Extracted data entries:
'''
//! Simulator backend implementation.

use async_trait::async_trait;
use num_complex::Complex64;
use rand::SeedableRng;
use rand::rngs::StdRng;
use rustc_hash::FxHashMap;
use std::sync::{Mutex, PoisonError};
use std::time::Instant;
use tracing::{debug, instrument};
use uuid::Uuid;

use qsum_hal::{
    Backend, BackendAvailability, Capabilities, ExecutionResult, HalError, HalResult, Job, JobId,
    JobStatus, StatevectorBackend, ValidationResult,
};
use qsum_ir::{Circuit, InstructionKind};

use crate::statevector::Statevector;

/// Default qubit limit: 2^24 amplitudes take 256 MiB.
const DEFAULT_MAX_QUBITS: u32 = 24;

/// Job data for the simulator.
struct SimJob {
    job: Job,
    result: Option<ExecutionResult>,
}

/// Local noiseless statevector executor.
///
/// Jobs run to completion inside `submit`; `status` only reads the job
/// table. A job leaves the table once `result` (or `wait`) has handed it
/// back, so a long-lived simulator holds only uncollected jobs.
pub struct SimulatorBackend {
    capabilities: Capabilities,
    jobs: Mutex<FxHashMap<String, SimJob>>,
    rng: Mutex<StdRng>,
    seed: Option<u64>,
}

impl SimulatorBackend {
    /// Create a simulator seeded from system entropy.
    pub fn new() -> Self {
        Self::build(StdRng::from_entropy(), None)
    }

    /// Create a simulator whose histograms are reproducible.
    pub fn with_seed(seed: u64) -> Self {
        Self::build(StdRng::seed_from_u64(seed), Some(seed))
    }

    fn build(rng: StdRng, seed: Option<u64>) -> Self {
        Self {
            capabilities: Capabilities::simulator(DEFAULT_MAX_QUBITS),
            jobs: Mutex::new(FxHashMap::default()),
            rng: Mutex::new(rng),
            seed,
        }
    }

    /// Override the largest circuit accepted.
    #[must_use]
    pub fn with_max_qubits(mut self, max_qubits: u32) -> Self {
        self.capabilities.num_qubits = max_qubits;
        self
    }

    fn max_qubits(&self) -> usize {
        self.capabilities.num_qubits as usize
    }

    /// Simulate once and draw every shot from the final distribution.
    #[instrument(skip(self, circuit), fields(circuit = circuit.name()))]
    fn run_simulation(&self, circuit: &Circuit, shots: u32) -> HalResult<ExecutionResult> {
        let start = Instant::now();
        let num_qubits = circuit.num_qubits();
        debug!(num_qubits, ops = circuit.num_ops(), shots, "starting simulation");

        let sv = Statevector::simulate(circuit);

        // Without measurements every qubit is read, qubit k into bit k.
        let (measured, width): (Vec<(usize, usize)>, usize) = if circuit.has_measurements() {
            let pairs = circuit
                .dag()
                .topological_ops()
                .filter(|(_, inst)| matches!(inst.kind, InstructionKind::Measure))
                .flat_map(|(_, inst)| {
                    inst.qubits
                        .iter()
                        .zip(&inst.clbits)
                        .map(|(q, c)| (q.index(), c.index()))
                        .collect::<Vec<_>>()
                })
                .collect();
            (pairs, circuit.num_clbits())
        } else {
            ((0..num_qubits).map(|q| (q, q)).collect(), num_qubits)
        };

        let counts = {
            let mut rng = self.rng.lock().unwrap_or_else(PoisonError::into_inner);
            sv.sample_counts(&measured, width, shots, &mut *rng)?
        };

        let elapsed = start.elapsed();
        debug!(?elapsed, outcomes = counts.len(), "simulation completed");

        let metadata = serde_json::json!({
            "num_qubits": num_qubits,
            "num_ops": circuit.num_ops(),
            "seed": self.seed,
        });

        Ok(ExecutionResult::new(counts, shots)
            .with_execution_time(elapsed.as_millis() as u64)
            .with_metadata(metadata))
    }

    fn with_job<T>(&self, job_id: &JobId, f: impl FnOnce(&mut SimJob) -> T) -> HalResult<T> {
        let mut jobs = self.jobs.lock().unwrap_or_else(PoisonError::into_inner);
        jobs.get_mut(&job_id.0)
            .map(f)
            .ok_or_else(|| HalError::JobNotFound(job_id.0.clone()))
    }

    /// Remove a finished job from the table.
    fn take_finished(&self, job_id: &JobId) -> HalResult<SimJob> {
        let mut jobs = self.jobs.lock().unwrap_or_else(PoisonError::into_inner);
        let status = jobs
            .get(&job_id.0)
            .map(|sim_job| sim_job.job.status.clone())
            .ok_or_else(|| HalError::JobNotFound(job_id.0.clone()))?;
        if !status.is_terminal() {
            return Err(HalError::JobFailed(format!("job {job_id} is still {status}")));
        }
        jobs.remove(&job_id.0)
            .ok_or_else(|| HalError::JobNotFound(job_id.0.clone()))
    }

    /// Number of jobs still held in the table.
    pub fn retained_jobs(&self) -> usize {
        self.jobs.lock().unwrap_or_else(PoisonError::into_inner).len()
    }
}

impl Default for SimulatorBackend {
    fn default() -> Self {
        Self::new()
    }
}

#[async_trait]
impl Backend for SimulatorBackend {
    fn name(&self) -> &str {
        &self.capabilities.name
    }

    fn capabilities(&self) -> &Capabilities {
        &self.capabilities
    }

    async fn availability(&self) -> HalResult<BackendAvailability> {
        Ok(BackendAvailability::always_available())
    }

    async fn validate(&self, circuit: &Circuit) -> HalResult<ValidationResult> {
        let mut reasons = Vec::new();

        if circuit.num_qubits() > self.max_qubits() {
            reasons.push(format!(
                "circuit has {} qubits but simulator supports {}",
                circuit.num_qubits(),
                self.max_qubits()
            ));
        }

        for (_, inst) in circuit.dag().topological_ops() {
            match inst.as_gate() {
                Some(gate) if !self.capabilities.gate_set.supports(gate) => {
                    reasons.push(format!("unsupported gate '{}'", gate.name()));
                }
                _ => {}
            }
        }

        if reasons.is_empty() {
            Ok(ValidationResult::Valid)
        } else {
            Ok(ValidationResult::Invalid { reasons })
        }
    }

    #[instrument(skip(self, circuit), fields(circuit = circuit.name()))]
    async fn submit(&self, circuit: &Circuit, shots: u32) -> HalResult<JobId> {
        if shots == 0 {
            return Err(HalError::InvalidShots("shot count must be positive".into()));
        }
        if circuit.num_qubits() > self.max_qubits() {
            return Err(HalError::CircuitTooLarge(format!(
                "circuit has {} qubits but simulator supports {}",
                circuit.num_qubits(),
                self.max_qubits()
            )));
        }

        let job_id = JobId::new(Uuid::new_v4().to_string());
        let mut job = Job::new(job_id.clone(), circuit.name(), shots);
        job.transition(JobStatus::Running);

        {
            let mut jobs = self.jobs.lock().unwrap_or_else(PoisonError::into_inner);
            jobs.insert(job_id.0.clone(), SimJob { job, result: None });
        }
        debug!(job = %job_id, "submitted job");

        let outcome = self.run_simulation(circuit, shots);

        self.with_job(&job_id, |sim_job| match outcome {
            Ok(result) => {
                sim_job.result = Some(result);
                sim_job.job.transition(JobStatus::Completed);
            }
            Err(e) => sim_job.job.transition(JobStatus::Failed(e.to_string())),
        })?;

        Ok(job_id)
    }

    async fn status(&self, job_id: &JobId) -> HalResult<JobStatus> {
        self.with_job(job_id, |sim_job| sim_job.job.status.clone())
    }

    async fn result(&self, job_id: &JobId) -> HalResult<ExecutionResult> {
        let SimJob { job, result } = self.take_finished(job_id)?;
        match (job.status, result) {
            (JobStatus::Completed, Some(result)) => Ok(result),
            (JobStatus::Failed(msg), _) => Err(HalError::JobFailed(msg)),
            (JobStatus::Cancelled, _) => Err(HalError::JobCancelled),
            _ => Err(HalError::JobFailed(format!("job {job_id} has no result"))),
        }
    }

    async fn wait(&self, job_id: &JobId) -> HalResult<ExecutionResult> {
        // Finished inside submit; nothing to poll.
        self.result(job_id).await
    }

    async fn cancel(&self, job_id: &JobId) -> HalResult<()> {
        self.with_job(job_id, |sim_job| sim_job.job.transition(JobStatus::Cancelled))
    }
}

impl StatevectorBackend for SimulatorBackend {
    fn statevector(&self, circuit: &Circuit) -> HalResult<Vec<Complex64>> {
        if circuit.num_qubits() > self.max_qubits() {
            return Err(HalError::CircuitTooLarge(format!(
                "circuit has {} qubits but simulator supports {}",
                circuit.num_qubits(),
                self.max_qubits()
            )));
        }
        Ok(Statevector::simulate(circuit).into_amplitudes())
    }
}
'''
Activity: Between the first line of the entries above and the line with "histograms are reproducible.", both included, copy every line exactly and nothing outside that range.

Finished task:
//! Simulator backend implementation.

use async_trait::async_trait;
use num_complex::Complex64;
use rand::SeedableRng;
use rand::rngs::StdRng;
use rustc_hash::FxHashMap;
use std::sync::{Mutex, PoisonError};
use std::time::Instant;
use tracing::{debug, instrument};
use uuid::Uuid;

use qsum_hal::{
    Backend, BackendAvailability, Capabilities, ExecutionResult, HalError, HalResult, Job, JobId,
    JobStatus, StatevectorBackend, ValidationResult,
};
use qsum_ir::{Circuit, InstructionKind};

use crate::statevector::Statevector;

/// Default qubit limit: 2^24 amplitudes take 256 MiB.
const DEFAULT_MAX_QUBITS: u32 = 24;

/// Job data for the simulator.
struct SimJob {
    job: Job,
    result: Option<ExecutionResult>,
}

/// Local noiseless statevector executor.
///
/// Jobs run to completion inside `submit`; `status` only reads the job
/// table. A job leaves the table once `result` (or `wait`) has handed it
/// back, so a long-lived simulator holds only uncollected jobs.
pub struct SimulatorBackend {
    capabilities: Capabilities,
    jobs: Mutex<FxHashMap<String, SimJob>>,
    rng: Mutex<StdRng>,
    seed: Option<u64>,
}

impl SimulatorBackend {
    /// Create a simulator seeded from system entropy.
    pub fn new() -> Self {
        Self::build(StdRng::from_entropy(), None)
    }

    /// Create a simulator whose histograms are reproducible.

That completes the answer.